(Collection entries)
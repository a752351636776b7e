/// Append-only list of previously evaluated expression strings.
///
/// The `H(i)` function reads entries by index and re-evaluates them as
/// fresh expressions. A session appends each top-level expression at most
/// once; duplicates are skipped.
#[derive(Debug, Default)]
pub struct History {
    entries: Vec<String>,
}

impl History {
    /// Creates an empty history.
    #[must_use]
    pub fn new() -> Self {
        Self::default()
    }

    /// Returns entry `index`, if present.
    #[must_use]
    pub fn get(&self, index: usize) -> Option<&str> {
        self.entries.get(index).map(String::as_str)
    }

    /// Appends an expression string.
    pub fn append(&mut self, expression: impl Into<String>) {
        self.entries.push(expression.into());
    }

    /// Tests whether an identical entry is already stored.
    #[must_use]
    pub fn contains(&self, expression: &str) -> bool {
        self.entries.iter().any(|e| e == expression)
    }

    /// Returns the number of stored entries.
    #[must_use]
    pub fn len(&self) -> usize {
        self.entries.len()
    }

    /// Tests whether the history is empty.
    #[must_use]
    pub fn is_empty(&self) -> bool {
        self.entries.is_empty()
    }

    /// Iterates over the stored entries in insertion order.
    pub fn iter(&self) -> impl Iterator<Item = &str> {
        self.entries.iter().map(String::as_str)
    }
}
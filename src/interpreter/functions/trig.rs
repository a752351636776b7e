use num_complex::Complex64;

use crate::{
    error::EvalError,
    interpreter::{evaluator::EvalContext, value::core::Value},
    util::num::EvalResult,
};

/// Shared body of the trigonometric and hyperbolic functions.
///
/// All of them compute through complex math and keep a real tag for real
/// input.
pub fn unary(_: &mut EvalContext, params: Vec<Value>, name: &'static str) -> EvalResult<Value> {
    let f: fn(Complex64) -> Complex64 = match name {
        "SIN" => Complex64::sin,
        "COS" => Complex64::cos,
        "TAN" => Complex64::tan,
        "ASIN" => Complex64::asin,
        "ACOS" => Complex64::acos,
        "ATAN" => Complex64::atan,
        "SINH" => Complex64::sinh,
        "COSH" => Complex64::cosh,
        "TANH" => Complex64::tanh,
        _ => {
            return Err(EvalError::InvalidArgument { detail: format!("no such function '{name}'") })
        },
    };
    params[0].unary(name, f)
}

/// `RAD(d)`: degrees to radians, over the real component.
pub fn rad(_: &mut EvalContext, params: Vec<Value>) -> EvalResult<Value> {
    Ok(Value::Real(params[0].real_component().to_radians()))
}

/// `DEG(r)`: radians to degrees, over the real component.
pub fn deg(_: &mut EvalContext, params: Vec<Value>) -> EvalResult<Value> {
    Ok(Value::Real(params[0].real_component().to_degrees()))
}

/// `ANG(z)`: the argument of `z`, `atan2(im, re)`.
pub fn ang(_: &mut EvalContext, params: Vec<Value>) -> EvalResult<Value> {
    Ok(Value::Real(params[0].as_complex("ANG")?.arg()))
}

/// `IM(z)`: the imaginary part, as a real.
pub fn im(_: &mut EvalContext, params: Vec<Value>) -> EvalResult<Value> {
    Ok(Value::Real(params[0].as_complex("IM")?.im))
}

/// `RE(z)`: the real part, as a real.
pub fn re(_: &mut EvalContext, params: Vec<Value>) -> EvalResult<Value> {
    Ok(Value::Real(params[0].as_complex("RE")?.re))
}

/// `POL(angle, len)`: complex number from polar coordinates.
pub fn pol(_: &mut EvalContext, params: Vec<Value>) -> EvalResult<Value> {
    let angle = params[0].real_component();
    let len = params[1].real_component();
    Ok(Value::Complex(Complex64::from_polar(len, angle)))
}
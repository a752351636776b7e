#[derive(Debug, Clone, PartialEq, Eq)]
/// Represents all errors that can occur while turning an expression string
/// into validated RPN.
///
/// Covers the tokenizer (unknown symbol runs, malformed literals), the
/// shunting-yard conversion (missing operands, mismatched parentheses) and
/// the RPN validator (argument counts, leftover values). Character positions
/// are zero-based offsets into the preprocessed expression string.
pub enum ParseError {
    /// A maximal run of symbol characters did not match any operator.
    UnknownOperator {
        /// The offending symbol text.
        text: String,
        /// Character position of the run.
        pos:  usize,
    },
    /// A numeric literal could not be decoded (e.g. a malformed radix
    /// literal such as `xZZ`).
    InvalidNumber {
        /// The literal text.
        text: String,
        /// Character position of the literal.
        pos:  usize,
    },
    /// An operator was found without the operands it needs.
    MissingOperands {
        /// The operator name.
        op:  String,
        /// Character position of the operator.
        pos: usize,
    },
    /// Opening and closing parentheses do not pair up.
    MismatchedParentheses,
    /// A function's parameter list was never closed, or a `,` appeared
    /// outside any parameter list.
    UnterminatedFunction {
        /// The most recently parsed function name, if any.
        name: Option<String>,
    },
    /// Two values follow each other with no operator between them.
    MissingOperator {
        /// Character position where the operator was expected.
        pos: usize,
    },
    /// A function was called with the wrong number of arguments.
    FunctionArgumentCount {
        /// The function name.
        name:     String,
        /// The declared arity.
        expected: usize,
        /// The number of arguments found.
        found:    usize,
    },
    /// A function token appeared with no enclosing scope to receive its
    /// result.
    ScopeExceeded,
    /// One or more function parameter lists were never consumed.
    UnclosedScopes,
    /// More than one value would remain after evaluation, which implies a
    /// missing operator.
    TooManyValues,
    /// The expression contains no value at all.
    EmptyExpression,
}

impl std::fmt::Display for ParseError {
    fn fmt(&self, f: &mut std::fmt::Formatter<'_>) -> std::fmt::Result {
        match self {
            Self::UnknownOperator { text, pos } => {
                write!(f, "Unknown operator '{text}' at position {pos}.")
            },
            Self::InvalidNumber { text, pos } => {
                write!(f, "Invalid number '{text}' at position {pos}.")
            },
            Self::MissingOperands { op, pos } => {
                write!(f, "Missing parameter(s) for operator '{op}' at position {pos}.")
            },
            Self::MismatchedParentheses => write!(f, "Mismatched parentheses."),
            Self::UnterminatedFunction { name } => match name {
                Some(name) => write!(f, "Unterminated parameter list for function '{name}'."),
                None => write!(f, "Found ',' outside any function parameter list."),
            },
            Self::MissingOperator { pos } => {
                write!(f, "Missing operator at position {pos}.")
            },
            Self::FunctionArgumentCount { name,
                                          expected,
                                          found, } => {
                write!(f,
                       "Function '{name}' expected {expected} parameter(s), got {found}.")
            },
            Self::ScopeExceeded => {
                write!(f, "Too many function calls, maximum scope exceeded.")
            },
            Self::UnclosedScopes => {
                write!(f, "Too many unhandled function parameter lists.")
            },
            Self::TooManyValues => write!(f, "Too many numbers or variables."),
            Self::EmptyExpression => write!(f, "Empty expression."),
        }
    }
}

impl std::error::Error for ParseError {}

ACTION ITEM: Look through the data and show every line containing "UnterminatedFunction".

TASK OUTPUT:
    UnterminatedFunction {
            Self::UnterminatedFunction { name } => match name {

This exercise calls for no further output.